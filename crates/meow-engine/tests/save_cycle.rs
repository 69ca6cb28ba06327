use std::{sync::Arc, time::Duration};

use config::Config;
use meow_engine::{
    PARTIALLY_SAVED, SAVED, SaveStatus, SettingsController, ShortcutTarget,
};
use meow_gateway::{Gateway, MockBackend, Reply};
use meow_protocol::{Method, ShortcutDescriptor, ipc::ui_channel};
use serde_json::{Value, json};
use tokio::time::sleep;

fn setup() -> (Arc<MockBackend>, SettingsController) {
    let mock = Arc::new(MockBackend::new());
    let (tx, _rx) = ui_channel();
    let ctl = SettingsController::new(Gateway::new(mock.clone()), &Config::default(), tx);
    (mock, ctl)
}

fn ms(n: u64) -> Duration {
    Duration::from_millis(n)
}

fn ctrl_shift(key: &str) -> ShortcutDescriptor {
    ShortcutDescriptor {
        modifiers: vec!["ctrl".into(), "shift".into()],
        key: key.into(),
        action: "Toggle app window".into(),
    }
}

#[tokio::test(start_paused = true)]
async fn rapid_requests_collapse_into_one_cycle_with_latest_state() {
    let (mock, ctl) = setup();

    ctl.set_copy_to_clipboard(false);
    assert!(ctl.request_save());
    sleep(ms(150)).await;
    ctl.set_copy_to_clipboard(true);
    assert!(ctl.request_save());
    sleep(ms(150)).await;
    ctl.set_copy_to_clipboard(false);
    ctl.set_shortcut(ShortcutTarget::ToggleApp, ctrl_shift("k"))
        .expect("valid shortcut");
    assert!(ctl.request_save());

    sleep(ms(150)).await;
    assert_eq!(mock.calls().len(), 0, "window still open");

    let report = ctl.wait_for_saves(1).await.expect("cycle report");
    assert_eq!(report.status(), SaveStatus::AllSucceeded);

    sleep(ms(1000)).await;
    assert_eq!(mock.count(Method::SetCopyToClipboard), 1);
    assert_eq!(mock.count(Method::SetShortcuts), 1);
    assert_eq!(
        mock.calls_to(Method::SetCopyToClipboard),
        vec![json!({ "enabled": false })]
    );
    let sent = &mock.calls_to(Method::SetShortcuts)[0]["shortcuts"]["toggle_app"];
    assert_eq!(sent["key"], "k");
    assert_eq!(sent["modifiers"], json!(["ctrl", "shift"]));
    assert_eq!(*ctl.save_cycles().borrow(), 1);
}

#[tokio::test(start_paused = true)]
async fn steps_run_in_order() {
    let (mock, ctl) = setup();
    ctl.request_save();
    let report = ctl.wait_for_saves(1).await.expect("report");

    let order: Vec<Method> = mock.calls().into_iter().map(|(m, _)| m).collect();
    assert_eq!(
        order,
        vec![
            Method::SetCopyToClipboard,
            Method::SetShortcuts,
            Method::RefreshShortcuts
        ]
    );
    assert!(report.clipboard_saved && report.shortcuts_saved && report.shortcuts_refreshed);
    assert_eq!(ctl.success_message().as_deref(), Some(SAVED));
    assert_eq!(ctl.error_message(), None);

    // Success line clears after 3000 ms.
    sleep(ms(2900)).await;
    assert!(ctl.success_message().is_some());
    sleep(ms(200)).await;
    assert_eq!(ctl.success_message(), None);
}

#[tokio::test(start_paused = true)]
async fn clipboard_failure_is_partial_success_with_one_error() {
    let (mock, ctl) = setup();
    mock.fail(Method::SetCopyToClipboard, "store locked");

    ctl.request_save();
    let report = ctl.wait_for_saves(1).await.expect("report");

    assert_eq!(report.status(), SaveStatus::PartialSuccess);
    assert_eq!(report.errors.len(), 1);
    assert!(report.errors[0].contains("store locked"));
    assert_eq!(mock.count(Method::RefreshShortcuts), 1);
    assert_eq!(ctl.success_message().as_deref(), Some(PARTIALLY_SAVED));
    assert!(ctl.error_message().is_some_and(|m| m.contains("store locked")));

    // Partial-save errors stay up for 7000 ms.
    sleep(ms(6900)).await;
    assert!(ctl.error_message().is_some());
    sleep(ms(200)).await;
    assert_eq!(ctl.error_message(), None);
}

#[tokio::test(start_paused = true)]
async fn refresh_failure_is_partial_success() {
    let (mock, ctl) = setup();
    mock.fail(Method::RefreshShortcuts, "hotkey taken");

    ctl.request_save();
    let report = ctl.wait_for_saves(1).await.expect("report");
    assert_eq!(report.status(), SaveStatus::PartialSuccess);
    assert!(report.shortcuts_saved);
    assert!(!report.shortcuts_refreshed);
}

#[tokio::test(start_paused = true)]
async fn both_failures_skip_refresh_and_fail_everything() {
    let (mock, ctl) = setup();
    mock.fail(Method::SetCopyToClipboard, "a");
    mock.fail(Method::SetShortcuts, "b");

    ctl.request_save();
    let report = ctl.wait_for_saves(1).await.expect("report");

    assert_eq!(report.status(), SaveStatus::AllFailed);
    assert_eq!(mock.count(Method::RefreshShortcuts), 0);
    assert_eq!(report.errors.len(), 2);
    assert_eq!(ctl.success_message(), None);
    let msg = ctl.error_message().expect("error line");
    assert_eq!(msg.lines().count(), 2);

    // Plain save errors stay up for 5000 ms.
    sleep(ms(4900)).await;
    assert!(ctl.error_message().is_some());
    sleep(ms(200)).await;
    assert_eq!(ctl.error_message(), None);
}

#[tokio::test(start_paused = true)]
async fn request_during_cycle_is_dropped() {
    let (mock, ctl) = setup();
    mock.reply_after(Method::SetShortcuts, Reply::Ok(Value::Null), ms(1000));

    ctl.request_save();
    sleep(ms(400)).await;
    assert!(ctl.is_saving());
    assert!(!ctl.request_save());

    ctl.wait_for_saves(1).await.expect("report");
    assert!(!ctl.is_saving());
    sleep(ms(2000)).await;
    assert_eq!(mock.count(Method::SetCopyToClipboard), 1);
    assert_eq!(*ctl.save_cycles().borrow(), 1);

    // Once the cycle is over, requests are accepted again.
    assert!(ctl.request_save());
    ctl.wait_for_saves(2).await.expect("second report");
    assert_eq!(mock.count(Method::SetCopyToClipboard), 2);
}

#[tokio::test(start_paused = true)]
async fn late_reply_after_timeout_leaves_report_untouched() {
    let (mock, ctl) = setup();
    mock.reply_after(Method::SetShortcuts, Reply::Ok(Value::Null), ms(5000));

    ctl.request_save();
    let report = ctl.wait_for_saves(1).await.expect("report");
    assert!(!report.shortcuts_saved);
    assert!(report.errors[0].contains("set_shortcuts timed out"));
    assert_eq!(mock.count(Method::RefreshShortcuts), 0);
    assert_eq!(mock.completed(Method::SetShortcuts), 0);

    sleep(ms(3000)).await;
    assert_eq!(mock.completed(Method::SetShortcuts), 1);
    let after = ctl.wait_for_saves(1).await.expect("report");
    assert_eq!(after, report);
    assert_eq!(*ctl.save_cycles().borrow(), 1);
    assert_eq!(mock.count(Method::RefreshShortcuts), 0);
}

━━━━━━━━━━

• TASK INSTRUCTIONS
Nothing in the records may be left out; reproduce them exactly.

• OUTPUT FOR THIS EXERCISE
filename crates/meow-engine/tests/save_cycle.rs
repository 69ca6cb28ba06327
use std::{sync::Arc, time::Duration};

use config::Config;
use meow_engine::{
    PARTIALLY_SAVED, SAVED, SaveStatus, SettingsController, ShortcutTarget,
};
use meow_gateway::{Gateway, MockBackend, Reply};
use meow_protocol::{Method, ShortcutDescriptor, ipc::ui_channel};
use serde_json::{Value, json};
use tokio::time::sleep;

fn setup() -> (Arc<MockBackend>, SettingsController) {
    let mock = Arc::new(MockBackend::new());
    let (tx, _rx) = ui_channel();
    let ctl = SettingsController::new(Gateway::new(mock.clone()), &Config::default(), tx);
    (mock, ctl)
}

fn ms(n: u64) -> Duration {
    Duration::from_millis(n)
}

fn ctrl_shift(key: &str) -> ShortcutDescriptor {
    ShortcutDescriptor {
        modifiers: vec!["ctrl".into(), "shift".into()],
        key: key.into(),
        action: "Toggle app window".into(),
    }
}

#[tokio::test(start_paused = true)]
async fn rapid_requests_collapse_into_one_cycle_with_latest_state() {
    let (mock, ctl) = setup();

    ctl.set_copy_to_clipboard(false);
    assert!(ctl.request_save());
    sleep(ms(150)).await;
    ctl.set_copy_to_clipboard(true);
    assert!(ctl.request_save());
    sleep(ms(150)).await;
    ctl.set_copy_to_clipboard(false);
    ctl.set_shortcut(ShortcutTarget::ToggleApp, ctrl_shift("k"))
        .expect("valid shortcut");
    assert!(ctl.request_save());

    sleep(ms(150)).await;
    assert_eq!(mock.calls().len(), 0, "window still open");

    let report = ctl.wait_for_saves(1).await.expect("cycle report");
    assert_eq!(report.status(), SaveStatus::AllSucceeded);

    sleep(ms(1000)).await;
    assert_eq!(mock.count(Method::SetCopyToClipboard), 1);
    assert_eq!(mock.count(Method::SetShortcuts), 1);
    assert_eq!(
        mock.calls_to(Method::SetCopyToClipboard),
        vec![json!({ "enabled": false })]
    );
    let sent = &mock.calls_to(Method::SetShortcuts)[0]["shortcuts"]["toggle_app"];
    assert_eq!(sent["key"], "k");
    assert_eq!(sent["modifiers"], json!(["ctrl", "shift"]));
    assert_eq!(*ctl.save_cycles().borrow(), 1);
}

#[tokio::test(start_paused = true)]
async fn steps_run_in_order() {
    let (mock, ctl) = setup();
    ctl.request_save();
    let report = ctl.wait_for_saves(1).await.expect("report");

    let order: Vec<Method> = mock.calls().into_iter().map(|(m, _)| m).collect();
    assert_eq!(
        order,
        vec![
            Method::SetCopyToClipboard,
            Method::SetShortcuts,
            Method::RefreshShortcuts
        ]
    );
    assert!(report.clipboard_saved && report.shortcuts_saved && report.shortcuts_refreshed);
    assert_eq!(ctl.success_message().as_deref(), Some(SAVED));
    assert_eq!(ctl.error_message(), None);

    // Success line clears after 3000 ms.
    sleep(ms(2900)).await;
    assert!(ctl.success_message().is_some());
    sleep(ms(200)).await;
    assert_eq!(ctl.success_message(), None);
}

#[tokio::test(start_paused = true)]
async fn clipboard_failure_is_partial_success_with_one_error() {
    let (mock, ctl) = setup();
    mock.fail(Method::SetCopyToClipboard, "store locked");

    ctl.request_save();
    let report = ctl.wait_for_saves(1).await.expect("report");

    assert_eq!(report.status(), SaveStatus::PartialSuccess);
    assert_eq!(report.errors.len(), 1);
    assert!(report.errors[0].contains("store locked"));
    assert_eq!(mock.count(Method::RefreshShortcuts), 1);
    assert_eq!(ctl.success_message().as_deref(), Some(PARTIALLY_SAVED));
    assert!(ctl.error_message().is_some_and(|m| m.contains("store locked")));

    // Partial-save errors stay up for 7000 ms.
    sleep(ms(6900)).await;
    assert!(ctl.error_message().is_some());
    sleep(ms(200)).await;
    assert_eq!(ctl.error_message(), None);
}

#[tokio::test(start_paused = true)]
async fn refresh_failure_is_partial_success() {
    let (mock, ctl) = setup();
    mock.fail(Method::RefreshShortcuts, "hotkey taken");

    ctl.request_save();
    let report = ctl.wait_for_saves(1).await.expect("report");
    assert_eq!(report.status(), SaveStatus::PartialSuccess);
    assert!(report.shortcuts_saved);
    assert!(!report.shortcuts_refreshed);
}

#[tokio::test(start_paused = true)]
async fn both_failures_skip_refresh_and_fail_everything() {
    let (mock, ctl) = setup();
    mock.fail(Method::SetCopyToClipboard, "a");
    mock.fail(Method::SetShortcuts, "b");

    ctl.request_save();
    let report = ctl.wait_for_saves(1).await.expect("report");

    assert_eq!(report.status(), SaveStatus::AllFailed);
    assert_eq!(mock.count(Method::RefreshShortcuts), 0);
    assert_eq!(report.errors.len(), 2);
    assert_eq!(ctl.success_message(), None);
    let msg = ctl.error_message().expect("error line");
    assert_eq!(msg.lines().count(), 2);

    // Plain save errors stay up for 5000 ms.
    sleep(ms(4900)).await;
    assert!(ctl.error_message().is_some());
    sleep(ms(200)).await;
    assert_eq!(ctl.error_message(), None);
}

#[tokio::test(start_paused = true)]
async fn request_during_cycle_is_dropped() {
    let (mock, ctl) = setup();
    mock.reply_after(Method::SetShortcuts, Reply::Ok(Value::Null), ms(1000));

    ctl.request_save();
    sleep(ms(400)).await;
    assert!(ctl.is_saving());
    assert!(!ctl.request_save());

    ctl.wait_for_saves(1).await.expect("report");
    assert!(!ctl.is_saving());
    sleep(ms(2000)).await;
    assert_eq!(mock.count(Method::SetCopyToClipboard), 1);
    assert_eq!(*ctl.save_cycles().borrow(), 1);

    // Once the cycle is over, requests are accepted again.
    assert!(ctl.request_save());
    ctl.wait_for_saves(2).await.expect("second report");
    assert_eq!(mock.count(Method::SetCopyToClipboard), 2);
}

#[tokio::test(start_paused = true)]
async fn late_reply_after_timeout_leaves_report_untouched() {
    let (mock, ctl) = setup();
    mock.reply_after(Method::SetShortcuts, Reply::Ok(Value::Null), ms(5000));

    ctl.request_save();
    let report = ctl.wait_for_saves(1).await.expect("report");
    assert!(!report.shortcuts_saved);
    assert!(report.errors[0].contains("set_shortcuts timed out"));
    assert_eq!(mock.count(Method::RefreshShortcuts), 0);
    assert_eq!(mock.completed(Method::SetShortcuts), 0);

    sleep(ms(3000)).await;
    assert_eq!(mock.completed(Method::SetShortcuts), 1);
    let after = ctl.wait_for_saves(1).await.expect("report");
    assert_eq!(after, report);
    assert_eq!(*ctl.save_cycles().borrow(), 1);
    assert_eq!(mock.count(Method::RefreshShortcuts), 0);
}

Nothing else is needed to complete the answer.